Behavioral, autonomic, mechanical: a model for building badass robots

[Update: since I started writing this, a Twitter friend helpfully pointed me at Marr’s levels of analysis, which upon quick study appears to be pretty much identical to this idea, so I’ll be framing this in his terminology at some point.]

This rides on the tail of the previous post. I’m just trying to get this sorted, so bear with me.

A cybernetic system consists of inputs, outputs, and logic to connect them via feedback — if this, then that. This is true for Web servers and 747 autopilots alike.

It occurs to me that you can broadly organize a cybernetic system into three levels of interaction: behavioral, autonomic and mechanical. So let’s look at these in reverse order, from the bottom up.

  1. Mechanical: this is the lowest level, below which it’s impossible to alter component behavior without external intervention. Think of, for example, a motor. A motor turns, in one direction or another. You can’t make it do anything else without actually going in and fucking with its physical properties. Same with a photovoltaic sensor, or a human muscle, which can only contract when sent an electric/chemical signal.
  2. Autonomic: This is the next level up, in which you can connect up inputs and outputs to perform basic logic without need for complex modeling. Imagine a robot with a touch sensor and a motor. You can program the robot to reverse the direction of the motor when the touch sensor is triggered. Or in a biological model, think of your heartbeat. It requires no thought, no interaction: it just beats. You can also think of the BIOS of a computer: it handles the simple, low-level switching of signals between a CPU, RAM, a hard drive, etc.
  3. Behavioral: This is when you hook a bunch of inputs and outputs together and create complex behavior based on their interaction. In computers, this would be the software level of things.

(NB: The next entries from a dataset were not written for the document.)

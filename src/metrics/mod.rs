use lazy_static::lazy_static;
use prometheus::{
    register_counter_vec, register_gauge_vec, register_histogram_vec, CounterVec, Encoder,
    GaugeVec, HistogramVec, TextEncoder,
};
use std::time::Duration;

lazy_static! {
    /// Total number of raw events received from the stream
    pub static ref EVENTS_RECEIVED_TOTAL: CounterVec = register_counter_vec!(
        "cdcstream_events_received_total",
        "Total number of raw events received",
        &["topic"]
    ).unwrap();

    /// Total number of events decoded and dispatched to the handler
    pub static ref EVENTS_DECODED_TOTAL: CounterVec = register_counter_vec!(
        "cdcstream_events_decoded_total",
        "Total number of events decoded and dispatched",
        &["topic", "change_type"]
    ).unwrap();

    /// Total number of events that failed to decode
    pub static ref DECODE_FAILURES_TOTAL: CounterVec = register_counter_vec!(
        "cdcstream_decode_failures_total",
        "Total number of events that failed to decode",
        &["topic", "error_type"]
    ).unwrap();

    /// Total number of batches received, keepalives included
    pub static ref BATCHES_TOTAL: CounterVec = register_counter_vec!(
        "cdcstream_batches_total",
        "Total number of fetch batches received",
        &["topic", "kind"]
    ).unwrap();

    /// Events requested but not yet delivered
    pub static ref OUTSTANDING_CREDIT: GaugeVec = register_gauge_vec!(
        "cdcstream_outstanding_credit",
        "Events requested from the server but not yet delivered",
        &["topic"]
    ).unwrap();

    /// Sessions by terminal state
    pub static ref SESSIONS_TOTAL: CounterVec = register_counter_vec!(
        "cdcstream_sessions_total",
        "Subscription sessions by terminal state",
        &["topic", "outcome"]
    ).unwrap();

    /// Time spent decoding a single event
    pub static ref DECODE_DURATION: HistogramVec = register_histogram_vec!(
        "cdcstream_decode_duration_seconds",
        "Time taken to decode a single event",
        &["topic"],
        vec![0.00001, 0.00005, 0.0001, 0.0005, 0.001, 0.005, 0.01, 0.05]
    ).unwrap();
}

/// Record a received batch
pub fn record_batch(topic: &str, event_count: usize) {
    let kind = if event_count == 0 { "keepalive" } else { "events" };
    BATCHES_TOTAL.with_label_values(&[topic, kind]).inc();
    EVENTS_RECEIVED_TOTAL
        .with_label_values(&[topic])
        .inc_by(event_count as f64);
}

/// Record a decoded event
pub fn record_event_decoded(topic: &str, change_type: &str, duration: Duration) {
    EVENTS_DECODED_TOTAL
        .with_label_values(&[topic, change_type])
        .inc();
    DECODE_DURATION
        .with_label_values(&[topic])
        .observe(duration.as_secs_f64());
}

/// Record a decode failure
pub fn record_decode_failure(topic: &str, error_type: &str) {
    DECODE_FAILURES_TOTAL
        .with_label_values(&[topic, error_type])
        .inc();
}

/// Update outstanding credit
pub fn update_outstanding_credit(topic: &str, credit: u32) {
    OUTSTANDING_CREDIT
        .with_label_values(&[topic])
        .set(credit as f64);
}

/// Record a session reaching a terminal state
pub fn record_session_outcome(topic: &str, outcome: &str) {
    SESSIONS_TOTAL.with_label_values(&[topic, outcome]).inc();
}

/// Export metrics in Prometheus format
pub fn export_metrics() -> Result<String, prometheus::Error> {
    let encoder = TextEncoder::new();
    let metric_families = prometheus::gather();
    let mut buffer = Vec::new();
    encoder.encode(&metric_families, &mut buffer)?;
    String::from_utf8(buffer).map_err(|e| prometheus::Error::Msg(e.to_string()))
}
use super::bitmap::expand_field_list;
use crate::error::{CdcStreamError, Result};
use crate::models::{ChangeEventHeader, ChangeType, Payload, TopicSchema};
use serde_json::Value;

/// Key of the header sub-record inside a decoded payload
pub const CHANGE_EVENT_HEADER_KEY: &str = "ChangeEventHeader";

/// Build a [`ChangeEventHeader`] from the decoded header sub-record.
///
/// The three field lists are expanded against the top-level `schema`;
/// record ids are copied as-is.
pub fn decode_header(schema: &TopicSchema, record: &Payload) -> Result<ChangeEventHeader> {
    let change_type: ChangeType = read_str(record, "changeType")?.parse()?;

    Ok(ChangeEventHeader {
        entity_name: read_str(record, "entityName")?.to_string(),
        record_ids: read_string_list(record, "recordIds")?,
        change_type,
        change_origin: read_str(record, "changeOrigin")?.to_string(),
        transaction_key: read_str(record, "transactionKey")?.to_string(),
        sequence_number: read_i32(record, "sequenceNumber")?,
        commit_timestamp: read_i64(record, "commitTimestamp")?,
        commit_number: read_i64(record, "commitNumber")?,
        commit_user: read_str(record, "commitUser")?.to_string(),
        nulled_fields: expand_field_list(schema, &read_string_list(record, "nulledFields")?)?,
        diff_fields: expand_field_list(schema, &read_string_list(record, "diffFields")?)?,
        changed_fields: expand_field_list(schema, &read_string_list(record, "changedFields")?)?,
    })
}

fn field<'a>(record: &'a Payload, name: &str) -> Result<&'a Value> {
    record.get(name).ok_or_else(|| {
        CdcStreamError::PayloadDecode(format!("Change event header has no '{}' field", name))
    })
}

fn mismatch(name: &str, expected: &str, actual: &Value) -> CdcStreamError {
    CdcStreamError::PayloadDecode(format!(
        "Change event header field '{}' should be {}, got {}",
        name, expected, actual
    ))
}

fn read_str<'a>(record: &'a Payload, name: &str) -> Result<&'a str> {
    let value = field(record, name)?;
    value.as_str().ok_or_else(|| mismatch(name, "a string", value))
}

fn read_i64(record: &Payload, name: &str) -> Result<i64> {
    let value = field(record, name)?;
    value.as_i64().ok_or_else(|| mismatch(name, "an integer", value))
}

fn read_i32(record: &Payload, name: &str) -> Result<i32> {
    let value = field(record, name)?;
    value
        .as_i64()
        .and_then(|n| i32::try_from(n).ok())
        .ok_or_else(|| mismatch(name, "a 32-bit integer", value))
}

fn read_string_list(record: &Payload, name: &str) -> Result<Vec<String>> {
    let value = field(record, name)?;
    let items = value
        .as_array()
        .ok_or_else(|| mismatch(name, "a list of strings", value))?;
    items
        .iter()
        .map(|item| {
            item.as_str()
                .map(str::to_string)
                .ok_or_else(|| mismatch(name, "a list of strings", value))
        })
        .collect()
}
// Unit tests for cdcstream components
// These run against the in-memory transport; no network is needed

pub mod models;
pub mod source;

To give a concrete example of this, think of a Belkin WeMo switch. This is a networked-enabled power switch. It has a simple WiFi receiver in it and a relay that can turn power on and off to an electrical socket.

The mechanical level of the WeMo is the power socket switch itself. It does one thing: flip a relay. It doesn’t “know” anything else at all, doesn’t do anything else.

But the WiFi adds the autonomic level: there’s basic logic in the WeMo that when it receives a specific signal over WiFi, it flips that relay. That’s all it does (aside from the ability to connect to a WiFi network in the first place). Slightly more complex than the switch itself, but still not complex at all.

But then there’s the behavioral level of the system. Belkin makes a mobile app for your phone that lets you turn on the switch from wherever you are. In this case, the behavioral level is provided by your own brain: you can turn the light on or off based on a complex system of feedback inside your skull, which takes a various set of inputs, conditions and variables to decide “Do I want this light on or off?” It might be overcast outside, or it might be nighttime, and you might want to turn it on; it might be daylight, and you want to turn it off, or it might be dark but you’re not home and don’t want to waste electricity. Whatever.

But here’s where it gets interesting: you can use IFTTT to create a “channel” for your WeMo, which can be connected up to any other IFTTT channel, allowing for complex interaction without human intervention. For example, I have the WeMo in my living room set to turn on and off based upon Yahoo Weather’s API; it turns off when the API says the sun has risen, and turns on when it says the sun has set.

This is different than a light controlled by a photovoltaic switch, which is an example of autonomic behavior. The PV switch doesn’t “know” if the sun has gone down, or if someone is standing in front of it, casting a shadow; all it knows is that its sensor has been blocked, which turns off the light. While this is somewhat useful, it’s not nearly as useful as a system with a behavioral level.

Make sense?

Okay, so let’s get back to robots, which was what I was going on about in the last post. A robot is a cybernetic system, and so it has these three potential levels: behavioral, autonomic and mechanical. In the case of a robot, it looks like this:

1) Mechanical: motors, sensors. A Roomba, to use the example from the last post, has three motors (left wheel, right wheel, vacuum) and a set of touch sensors. All these can do is either receive or send electrical current: when a touch sensor is touched, it sends an electrical signal (or stops sending it, whatever, doesn’t matter). A motor receives current in one direction, it turns one way; send it the other direction, it turns the other way.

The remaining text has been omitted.